Ted Siefer's City Hall: Driver's ed program had been run into the ditch


THE SCHOOL board on Monday will finally get to review the contract with the company that has taken over the district's driver education program - the company that started its first class about a week ago.

To say it's been a bumpy road for the drivers ed. program is both a cheesy metaphor and an understatement. In a few short months, the school board went from voting to increase the tuition for the program by around 10 percent to last month pulling the plug all together and inking an agreement with Granite State Driving School to take over the program.

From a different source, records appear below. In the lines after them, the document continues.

// Copyright 2020 Graydon Hoare <graydon@pobox.com>
// Licensed under the MIT and Apache-2.0 licenses.

//! An [RwKey] describes one record access made by a transaction: which
//! table and partition, the key bytes, the value bytes (filled in by the
//! read path, or supplied by the writer), the metadata word snapshotted
//! when the record was read, and a handful of protocol flag bits. The
//! transaction's read and write sets are plain vectors of these.

/// Flag bits on an [RwKey]. Packed into one byte; accessors below.
const READ_REQUEST: u8 = 1 << 0;
const LOCAL_INDEX_READ: u8 = 1 << 1;
const WRITE_LOCK: u8 = 1 << 2;
const VALIDATION_OK: u8 = 1 << 3;
const WTS_CHANGED: u8 = 1 << 4;

#[derive(Clone, Debug, Default)]
pub struct RwKey {
    table_id: usize,
    partition_id: usize,
    key: Vec<u8>,
    value: Vec<u8>,
    tid: u64,
    flags: u8,
}

impl RwKey {
    pub fn new(table_id: usize, partition_id: usize, key: Vec<u8>) -> Self {
        RwKey {
            table_id,
            partition_id,
            key,
            value: Vec::new(),
            tid: 0,
            flags: 0,
        }
    }

    pub fn table_id(&self) -> usize {
        self.table_id
    }

    pub fn partition_id(&self) -> usize {
        self.partition_id
    }

    pub fn key(&self) -> &[u8] {
        &self.key
    }

    pub fn value(&self) -> &[u8] {
        &self.value
    }

    pub fn set_value(&mut self, value: Vec<u8>) {
        self.value = value;
    }

    /// The metadata word captured for this access: at read time for read
    /// keys, at lock time for write keys.
    pub fn tid(&self) -> u64 {
        self.tid
    }

    pub fn set_tid(&mut self, tid: u64) {
        self.tid = tid;
    }

    /// Two accesses address the same record iff table, partition and key
    /// bytes all agree. Used to find a write's matching read and to skip
    /// validation of reads that the write-set already covers.
    pub fn same_record(&self, other: &RwKey) -> bool {
        self.table_id == other.table_id
            && self.partition_id == other.partition_id
            && self.key == other.key
    }

    pub fn read_request(&self) -> bool {
        self.flags & READ_REQUEST != 0
    }

    pub fn set_read_request(&mut self) {
        self.flags |= READ_REQUEST;
    }

    pub fn clear_read_request(&mut self) {
        self.flags &= !READ_REQUEST;
    }

    pub fn local_index_read(&self) -> bool {
        self.flags & LOCAL_INDEX_READ != 0
    }

    pub fn set_local_index_read(&mut self) {
        self.flags |= LOCAL_INDEX_READ;
    }

    pub fn write_lock(&self) -> bool {
        self.flags & WRITE_LOCK != 0
    }

    pub fn set_write_lock(&mut self) {
        self.flags |= WRITE_LOCK;
    }

    pub fn validation_ok(&self) -> bool {
        self.flags & VALIDATION_OK != 0
    }

    pub fn set_validation_ok(&mut self) {
        self.flags |= VALIDATION_OK;
    }

    pub fn wts_changed(&self) -> bool {
        self.flags & WTS_CHANGED != 0
    }

    pub fn set_wts_changed(&mut self) {
        self.flags |= WTS_CHANGED;
    }
}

What's been going on? I decided to file a right-to-know request with the district for communications concerning the driver's ed. program over the past few months, and while I question whether it's a complete record, the documents do provide a somewhat clearer picture of the disarray that prompted the rapid changes.

The beginning of the end for the program came in the first week of October, after Business Administrator Karen DeFrancis wrote an email to Mike Dubisz, then the driver's ed. director, informing him that his final payroll submissions had resulted in an $8,392 deficit for the summer, bringing the deficit for the year to $14,553. (This was on top of the roughly $180,000 in negative balances already posted by the program over the past few years.)

At the beginning of the summer, Dubisz, when he was still insisting to the board that he had a plan to right the ship, had projected the program would finish the summer session with a $2,300 surplus.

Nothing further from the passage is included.